** About this task **
Lines from the line with "ephemeral self-signed certificate." to the line with "key, if any." in the entries below, and only those, must be output exactly, with both ends included.

** Materials provided **
|---|

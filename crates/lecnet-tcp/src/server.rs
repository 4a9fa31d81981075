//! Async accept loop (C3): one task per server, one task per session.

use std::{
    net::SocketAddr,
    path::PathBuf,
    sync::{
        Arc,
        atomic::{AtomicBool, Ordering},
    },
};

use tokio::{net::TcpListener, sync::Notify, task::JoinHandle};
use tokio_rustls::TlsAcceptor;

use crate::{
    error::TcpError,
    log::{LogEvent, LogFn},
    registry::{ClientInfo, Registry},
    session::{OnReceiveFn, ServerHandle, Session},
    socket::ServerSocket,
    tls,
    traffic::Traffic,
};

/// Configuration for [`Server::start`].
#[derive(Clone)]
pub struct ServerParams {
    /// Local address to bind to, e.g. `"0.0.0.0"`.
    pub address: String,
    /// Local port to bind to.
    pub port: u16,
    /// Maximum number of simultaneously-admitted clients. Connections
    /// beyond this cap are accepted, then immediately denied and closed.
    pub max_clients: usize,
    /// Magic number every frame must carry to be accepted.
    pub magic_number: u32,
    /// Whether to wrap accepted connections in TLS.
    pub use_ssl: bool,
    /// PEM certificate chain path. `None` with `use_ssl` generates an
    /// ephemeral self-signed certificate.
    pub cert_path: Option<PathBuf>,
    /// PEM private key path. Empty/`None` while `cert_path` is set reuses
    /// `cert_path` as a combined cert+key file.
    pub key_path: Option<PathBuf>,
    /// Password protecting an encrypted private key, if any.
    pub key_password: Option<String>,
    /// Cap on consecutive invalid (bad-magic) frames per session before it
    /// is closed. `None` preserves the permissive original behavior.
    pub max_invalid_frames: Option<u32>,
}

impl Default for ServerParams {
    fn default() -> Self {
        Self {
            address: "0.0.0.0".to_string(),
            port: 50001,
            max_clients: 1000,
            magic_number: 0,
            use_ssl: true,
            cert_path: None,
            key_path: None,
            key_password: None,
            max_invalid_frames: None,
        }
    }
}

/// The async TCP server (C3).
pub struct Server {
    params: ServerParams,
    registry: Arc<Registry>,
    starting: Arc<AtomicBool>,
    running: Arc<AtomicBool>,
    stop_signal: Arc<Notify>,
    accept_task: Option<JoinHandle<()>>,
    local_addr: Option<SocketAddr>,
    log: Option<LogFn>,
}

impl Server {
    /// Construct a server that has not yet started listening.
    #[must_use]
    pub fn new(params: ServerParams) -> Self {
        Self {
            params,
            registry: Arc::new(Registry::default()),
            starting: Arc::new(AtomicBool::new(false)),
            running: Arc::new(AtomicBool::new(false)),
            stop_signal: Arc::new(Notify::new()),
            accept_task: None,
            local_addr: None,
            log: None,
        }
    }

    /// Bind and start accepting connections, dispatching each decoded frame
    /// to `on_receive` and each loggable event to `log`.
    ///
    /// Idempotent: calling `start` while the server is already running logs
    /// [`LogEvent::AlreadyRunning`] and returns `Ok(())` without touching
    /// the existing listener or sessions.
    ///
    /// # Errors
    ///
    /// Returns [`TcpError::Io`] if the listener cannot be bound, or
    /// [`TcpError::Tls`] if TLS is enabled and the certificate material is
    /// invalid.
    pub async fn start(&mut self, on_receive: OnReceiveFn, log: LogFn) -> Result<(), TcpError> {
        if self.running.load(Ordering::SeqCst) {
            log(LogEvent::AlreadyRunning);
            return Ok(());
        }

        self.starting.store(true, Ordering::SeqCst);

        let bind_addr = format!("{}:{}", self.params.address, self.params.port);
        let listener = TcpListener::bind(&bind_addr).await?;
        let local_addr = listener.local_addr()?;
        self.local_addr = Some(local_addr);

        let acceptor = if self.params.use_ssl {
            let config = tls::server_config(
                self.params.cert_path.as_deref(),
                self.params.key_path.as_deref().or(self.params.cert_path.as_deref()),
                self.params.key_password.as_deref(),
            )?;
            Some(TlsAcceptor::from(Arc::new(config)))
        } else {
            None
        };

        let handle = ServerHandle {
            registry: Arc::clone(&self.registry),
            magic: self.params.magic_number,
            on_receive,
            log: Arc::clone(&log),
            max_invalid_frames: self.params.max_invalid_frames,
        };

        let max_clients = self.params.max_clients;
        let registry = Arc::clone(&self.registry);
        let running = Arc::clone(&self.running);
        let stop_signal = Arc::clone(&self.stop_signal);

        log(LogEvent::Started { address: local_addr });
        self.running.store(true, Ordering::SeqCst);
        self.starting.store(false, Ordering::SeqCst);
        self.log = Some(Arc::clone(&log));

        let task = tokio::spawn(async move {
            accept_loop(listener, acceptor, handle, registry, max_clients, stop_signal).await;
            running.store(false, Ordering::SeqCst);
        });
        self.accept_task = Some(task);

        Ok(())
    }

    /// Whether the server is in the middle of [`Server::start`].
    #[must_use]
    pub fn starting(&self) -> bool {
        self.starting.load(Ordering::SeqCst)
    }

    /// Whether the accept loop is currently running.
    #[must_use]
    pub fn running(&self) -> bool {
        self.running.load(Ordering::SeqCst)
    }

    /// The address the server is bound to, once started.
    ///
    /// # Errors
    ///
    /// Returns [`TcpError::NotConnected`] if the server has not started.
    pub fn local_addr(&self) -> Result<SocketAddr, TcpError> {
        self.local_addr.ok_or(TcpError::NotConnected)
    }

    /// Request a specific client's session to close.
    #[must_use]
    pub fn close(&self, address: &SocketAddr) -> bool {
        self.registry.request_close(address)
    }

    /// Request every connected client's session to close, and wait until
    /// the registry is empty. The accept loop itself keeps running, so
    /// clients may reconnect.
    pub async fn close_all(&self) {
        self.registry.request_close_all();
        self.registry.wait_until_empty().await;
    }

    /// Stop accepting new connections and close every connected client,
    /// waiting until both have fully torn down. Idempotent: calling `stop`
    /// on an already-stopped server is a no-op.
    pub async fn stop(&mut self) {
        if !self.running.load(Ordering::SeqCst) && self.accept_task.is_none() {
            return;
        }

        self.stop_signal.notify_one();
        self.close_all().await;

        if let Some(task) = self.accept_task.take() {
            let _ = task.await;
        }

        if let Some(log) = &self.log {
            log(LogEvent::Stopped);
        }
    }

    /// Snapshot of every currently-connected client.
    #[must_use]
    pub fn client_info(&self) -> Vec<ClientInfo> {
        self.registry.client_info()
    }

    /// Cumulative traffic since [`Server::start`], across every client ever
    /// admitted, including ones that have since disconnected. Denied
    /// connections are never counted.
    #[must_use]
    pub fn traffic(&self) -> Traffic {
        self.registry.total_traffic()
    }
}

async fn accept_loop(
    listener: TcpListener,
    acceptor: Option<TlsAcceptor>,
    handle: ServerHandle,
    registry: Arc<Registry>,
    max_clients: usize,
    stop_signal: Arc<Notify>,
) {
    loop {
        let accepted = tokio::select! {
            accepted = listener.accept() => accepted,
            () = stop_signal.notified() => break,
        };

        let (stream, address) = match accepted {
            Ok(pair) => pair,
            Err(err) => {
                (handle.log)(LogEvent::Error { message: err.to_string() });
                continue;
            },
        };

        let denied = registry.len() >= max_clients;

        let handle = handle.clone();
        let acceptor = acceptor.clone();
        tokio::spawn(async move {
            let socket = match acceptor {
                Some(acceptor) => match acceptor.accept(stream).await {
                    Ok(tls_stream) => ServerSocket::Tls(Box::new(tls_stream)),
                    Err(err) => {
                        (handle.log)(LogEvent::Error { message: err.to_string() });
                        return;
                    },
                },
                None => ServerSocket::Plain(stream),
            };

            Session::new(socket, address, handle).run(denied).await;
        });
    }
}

|---|

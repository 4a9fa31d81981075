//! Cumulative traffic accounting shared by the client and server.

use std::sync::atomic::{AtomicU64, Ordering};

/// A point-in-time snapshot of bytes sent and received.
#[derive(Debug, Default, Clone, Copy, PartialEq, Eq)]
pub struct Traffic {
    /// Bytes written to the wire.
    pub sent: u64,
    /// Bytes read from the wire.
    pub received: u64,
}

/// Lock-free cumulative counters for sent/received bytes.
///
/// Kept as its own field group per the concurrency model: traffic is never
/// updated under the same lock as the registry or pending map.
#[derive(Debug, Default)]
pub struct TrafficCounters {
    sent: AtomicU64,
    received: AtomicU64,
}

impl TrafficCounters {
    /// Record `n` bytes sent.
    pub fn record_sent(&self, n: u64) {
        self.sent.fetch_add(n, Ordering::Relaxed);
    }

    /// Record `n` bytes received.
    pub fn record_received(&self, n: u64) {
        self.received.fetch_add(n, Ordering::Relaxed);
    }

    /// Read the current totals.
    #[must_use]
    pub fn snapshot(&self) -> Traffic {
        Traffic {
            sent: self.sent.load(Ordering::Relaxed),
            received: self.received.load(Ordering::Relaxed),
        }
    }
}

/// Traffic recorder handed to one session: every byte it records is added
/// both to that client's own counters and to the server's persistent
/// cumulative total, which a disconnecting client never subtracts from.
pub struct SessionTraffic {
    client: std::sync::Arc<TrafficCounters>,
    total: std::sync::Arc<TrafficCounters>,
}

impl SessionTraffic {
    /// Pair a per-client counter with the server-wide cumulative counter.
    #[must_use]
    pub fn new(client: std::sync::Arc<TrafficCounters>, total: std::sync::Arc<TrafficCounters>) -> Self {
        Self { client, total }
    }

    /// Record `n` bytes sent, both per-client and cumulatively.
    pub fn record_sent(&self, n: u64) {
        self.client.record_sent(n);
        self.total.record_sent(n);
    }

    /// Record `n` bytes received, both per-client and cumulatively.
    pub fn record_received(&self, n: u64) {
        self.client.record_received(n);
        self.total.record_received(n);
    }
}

|---|

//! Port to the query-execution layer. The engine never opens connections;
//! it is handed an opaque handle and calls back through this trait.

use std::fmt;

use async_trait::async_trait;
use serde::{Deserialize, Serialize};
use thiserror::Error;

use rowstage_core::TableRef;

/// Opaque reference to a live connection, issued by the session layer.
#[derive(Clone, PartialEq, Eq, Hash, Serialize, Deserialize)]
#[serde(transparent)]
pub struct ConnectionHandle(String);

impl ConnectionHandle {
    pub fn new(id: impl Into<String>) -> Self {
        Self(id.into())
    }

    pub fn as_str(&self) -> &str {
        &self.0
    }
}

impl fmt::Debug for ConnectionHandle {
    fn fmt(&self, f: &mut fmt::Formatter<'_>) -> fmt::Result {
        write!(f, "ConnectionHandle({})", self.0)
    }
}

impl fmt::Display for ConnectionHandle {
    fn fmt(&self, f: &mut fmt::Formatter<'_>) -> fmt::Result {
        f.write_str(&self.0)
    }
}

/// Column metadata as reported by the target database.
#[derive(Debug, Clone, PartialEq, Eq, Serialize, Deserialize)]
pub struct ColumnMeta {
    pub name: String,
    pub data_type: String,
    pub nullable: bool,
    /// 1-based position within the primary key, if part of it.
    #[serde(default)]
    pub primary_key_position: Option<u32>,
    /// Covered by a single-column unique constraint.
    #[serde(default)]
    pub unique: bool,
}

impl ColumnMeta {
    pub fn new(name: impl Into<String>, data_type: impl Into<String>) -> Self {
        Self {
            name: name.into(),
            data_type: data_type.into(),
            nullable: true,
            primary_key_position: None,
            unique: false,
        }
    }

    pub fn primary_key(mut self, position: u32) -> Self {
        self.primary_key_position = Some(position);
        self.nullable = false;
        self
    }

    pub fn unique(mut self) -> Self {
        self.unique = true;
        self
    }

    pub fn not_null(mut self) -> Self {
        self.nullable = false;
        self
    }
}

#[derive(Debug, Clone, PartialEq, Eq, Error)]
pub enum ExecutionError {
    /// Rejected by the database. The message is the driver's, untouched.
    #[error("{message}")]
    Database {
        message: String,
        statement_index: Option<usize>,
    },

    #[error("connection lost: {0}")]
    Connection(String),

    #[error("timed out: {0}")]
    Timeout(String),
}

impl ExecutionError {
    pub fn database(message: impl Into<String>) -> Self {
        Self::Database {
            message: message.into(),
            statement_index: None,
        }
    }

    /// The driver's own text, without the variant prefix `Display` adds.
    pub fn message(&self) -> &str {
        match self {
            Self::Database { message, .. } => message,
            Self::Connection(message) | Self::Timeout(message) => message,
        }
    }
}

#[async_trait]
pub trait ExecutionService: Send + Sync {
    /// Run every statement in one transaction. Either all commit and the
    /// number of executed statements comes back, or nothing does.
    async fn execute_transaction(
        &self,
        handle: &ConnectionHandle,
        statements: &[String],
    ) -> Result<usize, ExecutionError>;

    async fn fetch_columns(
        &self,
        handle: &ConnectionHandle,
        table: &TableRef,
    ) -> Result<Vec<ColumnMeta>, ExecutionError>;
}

|---|

** Final answer **
    /// ephemeral self-signed certificate.
    pub cert_path: Option<PathBuf>,
    /// PEM private key path. Empty/`None` while `cert_path` is set reuses
    /// `cert_path` as a combined cert+key file.
    pub key_path: Option<PathBuf>,
    /// Password protecting an encrypted private key, if any.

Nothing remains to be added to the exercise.